Copy each line of the data below in which the word "true" can be found.

Saved entries:
□ □ □ □
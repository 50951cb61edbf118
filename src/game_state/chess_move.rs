//! History records and derived status types owned by a session.

use crate::game_state::chess_types::*;

/// One committed move. `piece` is the mover as it was before the move.
#[derive(Debug, Clone, PartialEq, Eq)]
#[cfg_attr(feature = "serde", derive(serde::Serialize, serde::Deserialize))]
pub struct ChessMove {
    pub from: Position,
    pub to: Position,
    pub piece: Piece,
    pub captured_piece: Option<Piece>,
    /// Kind the pawn turned into, when the move promoted.
    pub promotion: Option<PieceKind>,
    /// Reserved; castling is not generated.
    pub is_castle: bool,
    /// Reserved; en passant is not generated.
    pub is_en_passant: bool,
}

impl ChessMove {
    #[inline]
    pub fn is_capture(&self) -> bool {
        self.captured_piece.is_some()
    }
}

#[derive(Debug, Clone, Copy, Default, PartialEq, Eq)]
#[cfg_attr(feature = "serde", derive(serde::Serialize, serde::Deserialize))]
pub struct CheckStatus {
    pub is_check: bool,
    /// Side whose king is attacked.
    pub color: Option<Color>,
    pub king_position: Option<Position>,
}

#[derive(Debug, Clone, Copy, PartialEq, Eq)]
#[cfg_attr(feature = "serde", derive(serde::Serialize, serde::Deserialize))]
pub enum GameStatus {
    Waiting,
    Active,
    Check,
    Checkmate,
    Stalemate,
    Draw,
}

impl GameStatus {
    /// Moves, resignations and draw offers are only accepted in these states.
    #[inline]
    pub const fn is_live(self) -> bool {
        matches!(self, GameStatus::Active | GameStatus::Check)
    }

    #[inline]
    pub const fn is_terminal(self) -> bool {
        matches!(
            self,
            GameStatus::Checkmate | GameStatus::Stalemate | GameStatus::Draw
        )
    }
}

/// Pieces taken so far, grouped by the side that captured them.
#[derive(Debug, Clone, Default, PartialEq, Eq)]
#[cfg_attr(feature = "serde", derive(serde::Serialize, serde::Deserialize))]
pub struct CapturedPieces {
    pub white: Vec<Piece>,
    pub black: Vec<Piece>,
}

impl CapturedPieces {
    #[inline]
    pub fn by(&self, capturer: Color) -> &[Piece] {
        match capturer {
            Color::White => &self.white,
            Color::Black => &self.black,
        }
    }

    pub(crate) fn record(&mut self, capturer: Color, piece: Piece) {
        match capturer {
            Color::White => self.white.push(piece),
            Color::Black => self.black.push(piece),
        }
    }
}

/// A seat at the table.
#[derive(Debug, Clone, PartialEq, Eq)]
#[cfg_attr(feature = "serde", derive(serde::Serialize, serde::Deserialize))]
pub struct Player {
    pub id: uuid::Uuid,
    pub name: String,
    pub color: Color,
}

impl Player {
    pub fn new(name: impl Into<String>, color: Color) -> Self {
        Self {
            id: uuid::Uuid::new_v4(),
            name: name.into(),
            color,
        }
    }
}
//! Board-to-placement-string generator; the inverse of `parse_layout` for
//! piece kinds and colors.

use crate::game_state::chess_rules::BOARD_SIZE;
use crate::game_state::chess_types::*;

pub fn generate_layout(board: &Board) -> String {
    let mut out = String::with_capacity(72);

    for y in 0..BOARD_SIZE as u8 {
        let mut empty_run = 0u8;
        for x in 0..BOARD_SIZE as u8 {
            match board.piece_at(Position::new_unchecked(x, y)) {
                Some(piece) => {
                    if empty_run > 0 {
                        out.push(char::from(b'0' + empty_run));
                        empty_run = 0;
                    }
                    out.push(piece_char(&piece));
                }
                None => empty_run += 1,
            }
        }
        if empty_run > 0 {
            out.push(char::from(b'0' + empty_run));
        }
        if usize::from(y) + 1 < BOARD_SIZE {
            out.push('/');
        }
    }

    out
}

fn piece_char(piece: &Piece) -> char {
    match piece.color {
        Color::White => piece.kind.letter(),
        Color::Black => piece.kind.letter().to_ascii_lowercase(),
    }
}
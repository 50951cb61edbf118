//! Draw-offer policies.
//!
//! A session does not decide draw offers itself; it asks a `DrawResponder`
//! standing in for the opponent. `RandomDrawResponder` accepts with
//! probability one half and is a placeholder for a real negotiation between
//! two players.

use rand::rngs::StdRng;
use rand::{Rng, SeedableRng};

use crate::game_state::chess_types::*;

pub trait DrawResponder {
    /// Whether the opponent of `offered_by` accepts the draw.
    fn respond(&mut self, offered_by: Color, game: &GameState) -> bool;
}

/// Coin-flip responder.
pub struct RandomDrawResponder<R: Rng = StdRng> {
    rng: R,
}

impl RandomDrawResponder<StdRng> {
    pub fn from_entropy() -> Self {
        Self {
            rng: StdRng::from_os_rng(),
        }
    }

    pub fn seeded(seed: u64) -> Self {
        Self {
            rng: StdRng::seed_from_u64(seed),
        }
    }
}

impl<R: Rng> RandomDrawResponder<R> {
    pub fn with_rng(rng: R) -> Self {
        Self { rng }
    }
}

impl<R: Rng> DrawResponder for RandomDrawResponder<R> {
    fn respond(&mut self, _offered_by: Color, _game: &GameState) -> bool {
        self.rng.random_bool(0.5)
    }
}

/// Always gives the same answer.
#[derive(Debug, Clone, Copy, PartialEq, Eq)]
pub struct FixedDrawResponder(pub bool);

impl FixedDrawResponder {
    pub const ACCEPT: FixedDrawResponder = FixedDrawResponder(true);
    pub const DECLINE: FixedDrawResponder = FixedDrawResponder(false);
}

impl DrawResponder for FixedDrawResponder {
    fn respond(&mut self, _offered_by: Color, _game: &GameState) -> bool {
        self.0
    }
}
use crate::structs::scratch_file::ScratchFile;
use std::path::{Path, PathBuf};

#[derive(Debug, Clone, Copy)]
pub struct AnalysisOptions {
    pub security_scan: bool,
    pub performance_scan: bool,
}

impl Default for AnalysisOptions {
    fn default() -> Self {
        Self {
            security_scan: true,
            performance_scan: true,
        }
    }
}

/// Invocation descriptor for one analysis attempt. Immutable once built;
/// owns its scratch artifact, which is deleted when the request is dropped.
#[derive(Debug)]
pub struct AnalysisRequest {
    pub target: PathBuf,
    pub model: String,
    pub options: AnalysisOptions,
    pub program: PathBuf,
    pub args: Vec<String>,
    scratch: ScratchFile,
}

impl AnalysisRequest {
    pub(crate) fn new(
        target: PathBuf,
        model: String,
        options: AnalysisOptions,
        program: PathBuf,
        args: Vec<String>,
        scratch: ScratchFile,
    ) -> Self {
        Self {
            target,
            model,
            options,
            program,
            args,
            scratch,
        }
    }

    pub fn scratch_path(&self) -> &Path {
        self.scratch.path()
    }
}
□ □ □ □
**Exercise result**
    pub const ACCEPT: FixedDrawResponder = FixedDrawResponder(true);
            security_scan: true,
            performance_scan: true,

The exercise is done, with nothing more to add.